//! Builders for frames sent to the console.

use chrono::NaiveDateTime;

use crate::codec;

/// Action codes carried in byte 3 of every outbound frame (or byte 2 for a
/// config write).
#[derive(Debug, Clone, Copy, PartialEq, Eq)]
pub enum Action {
    GetHistory = 0x00,
    RequestSetTime = 0x01,
    RequestSetConfig = 0x02,
    GetConfig = 0x03,
    GetCurrent = 0x04,
    SendConfig = 0x40,
    SendTime = 0x60,
}

const NO_HISTORY_ADDR: u32 = 0xFF_FFFF;

/// The first frame sent to an unpaired console: a broadcast requesting
/// config, carrying the comm-mode interval and the base history address.
pub fn build_first_config_frame(comm_mode_interval: u8) -> [u8; 11] {
    let history_address: u32 = 0x01_0700;
    [
        0xF0,
        0xF0,
        0xFF,
        Action::GetConfig as u8,
        0xFF,
        0xFF,
        0x80,
        comm_mode_interval,
        (history_address >> 16) as u8,
        (history_address >> 8) as u8,
        history_address as u8,
    ]
}

/// The send-time frame: `buffer_id`/checksum header followed by the 7-byte
/// packed timestamp from [`codec::encode_time`].
pub fn build_time_frame(buffer_id: u16, checksum: u16, now: NaiveDateTime) -> [u8; 13] {
    let mut frame = [0u8; 13];
    frame[0] = (buffer_id >> 8) as u8;
    frame[1] = buffer_id as u8;
    frame[3] = Action::SendTime as u8;
    frame[4] = (checksum >> 8) as u8;
    frame[5] = checksum as u8;
    let mut time_bytes = [0u8; 7];
    codec::encode_time(&mut time_bytes, now);
    frame[6..13].copy_from_slice(&time_bytes);
    frame
}

/// Whether `now` falls within the exclusion window around a minute
/// boundary that the send-time logic uses to avoid landing a time-set
/// request right as the console's own clock rolls over.
pub fn is_near_minute_boundary(now: NaiveDateTime, margin_secs: u32) -> bool {
    use chrono::Timelike;
    let sec = now.second();
    sec < margin_secs || sec > 60 - margin_secs
}

/// Shortened comm-mode interval (in seconds) substituted for a send-time
/// request that falls inside the minute-boundary exclusion window, so the
/// console is polled again just after the boundary has passed rather than
/// having its clock set right on top of it.
pub fn quantised_time_interval(now: NaiveDateTime) -> u8 {
    use chrono::Timelike;
    let sec = now.second();
    if sec < 6 { (6 - sec) as u8 } else { (60 - sec + 6) as u8 }
}

/// Applies the "morphing rule": during a long history catchup, if current
/// weather data has gone stale, a pending [`Action::GetHistory`] ack is
/// overridden to [`Action::GetCurrent`] instead -- but never for the very
/// first, pairing-broadcast ack (`buffer_id == 0xF0F0`).
pub fn morph_action(
    pending_command: Option<Action>,
    action: Action,
    buffer_id: u16,
    weather_age_secs: i64,
    comm_mode_interval_secs: i64,
) -> Action {
    if pending_command == Some(Action::GetHistory)
        && action == Action::GetHistory
        && weather_age_secs >= (comm_mode_interval_secs + 1) * 2
        && buffer_id != 0xF0F0
    {
        Action::GetCurrent
    } else {
        action
    }
}

/// Builds the acknowledgement frame the engine sends after every inbound
/// frame, carrying the next action to take and (if known) the history
/// address to resume from.
pub fn build_ack_frame(
    buffer_id: u16,
    action: Action,
    checksum: u16,
    comm_mode_interval: u8,
    next_history_index: Option<u32>,
) -> [u8; 11] {
    let haddr = match next_history_index {
        Some(idx) if idx < codec::MAX_RECORDS => codec::index_to_address(idx),
        _ => NO_HISTORY_ADDR,
    };
    [
        (buffer_id >> 8) as u8,
        buffer_id as u8,
        0xFF,
        action as u8 & 0x0F,
        (checksum >> 8) as u8,
        checksum as u8,
        0x80,
        comm_mode_interval,
        (haddr >> 16) as u8,
        (haddr >> 8) as u8,
        haddr as u8,
    ]
}

#[cfg(test)]
mod tests {
    use super::*;
    use chrono::NaiveDate;

    #[test]
    fn first_config_frame_broadcasts_and_requests_config() {
        let frame = build_first_config_frame(5);
        assert_eq!(&frame[0..2], &[0xF0, 0xF0]);
        assert_eq!(frame[3], Action::GetConfig as u8);
        assert_eq!(frame[7], 5);
    }

    #[test]
    fn ack_frame_encodes_no_history_sentinel_when_unknown() {
        let frame = build_ack_frame(0x1234, Action::GetCurrent, 0xBEEF, 5, None);
        assert_eq!(&frame[8..11], &[0xFF, 0xFF, 0xFF]);
    }

    #[test]
    fn ack_frame_encodes_history_address_when_known() {
        let frame = build_ack_frame(0x1234, Action::GetHistory, 0x0000, 5, Some(3));
        let addr = codec::index_to_address(3);
        assert_eq!(
            &frame[8..11],
            &[(addr >> 16) as u8, (addr >> 8) as u8, addr as u8]
        );
    }

    #[test]
    fn morphing_only_applies_to_pending_get_history_and_not_broadcast() {
        let tm = Action::GetHistory;
        assert_eq!(
            morph_action(Some(Action::GetHistory), tm, 0x1234, 100, 5),
            Action::GetCurrent
        );
        assert_eq!(
            morph_action(Some(Action::GetHistory), tm, 0xF0F0, 100, 5),
            Action::GetHistory,
            "pairing broadcast ack must never morph"
        );
        assert_eq!(
            morph_action(Some(Action::GetCurrent), tm, 0x1234, 100, 5),
            Action::GetHistory,
            "only applies when the pending command was GetHistory"
        );
    }

    #[test]
    fn time_frame_packs_sec_min_hour_as_bcd() {
        let tm = NaiveDate::from_ymd_opt(2014, 10, 25).unwrap().and_hms_opt(13, 7, 42).unwrap();
        let frame = build_time_frame(0x1234, 0x0102, tm);
        assert_eq!(frame[3], Action::SendTime as u8);
        assert_eq!(frame[6], 0x42);
        assert_eq!(frame[7], 0x07);
        assert_eq!(frame[8], 0x13);
    }

    #[test]
    fn near_minute_boundary_detects_edges() {
        let far = NaiveDate::from_ymd_opt(2014, 1, 1).unwrap().and_hms_opt(0, 0, 30).unwrap();
        let near_start = NaiveDate::from_ymd_opt(2014, 1, 1).unwrap().and_hms_opt(0, 0, 2).unwrap();
        assert!(!is_near_minute_boundary(far, 6));
        assert!(is_near_minute_boundary(near_start, 6));
    }

    #[test]
    fn quantised_interval_matches_scenario_five() {
        let at_57 = NaiveDate::from_ymd_opt(2014, 1, 1).unwrap().and_hms_opt(12, 3, 57).unwrap();
        assert!(is_near_minute_boundary(at_57, 6));
        assert_eq!(quantised_time_interval(at_57), 9);

        let at_3 = NaiveDate::from_ymd_opt(2014, 1, 1).unwrap().and_hms_opt(12, 3, 3).unwrap();
        assert!(is_near_minute_boundary(at_3, 6));
        assert_eq!(quantised_time_interval(at_3), 3);
    }
}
---
WHAT YOU WILL DO
Every line of the listing that includes the word "SendTime" must be copied.

RESPONSE
    SendTime = 0x60,
    frame[3] = Action::SendTime as u8;
        assert_eq!(frame[3], Action::SendTime as u8);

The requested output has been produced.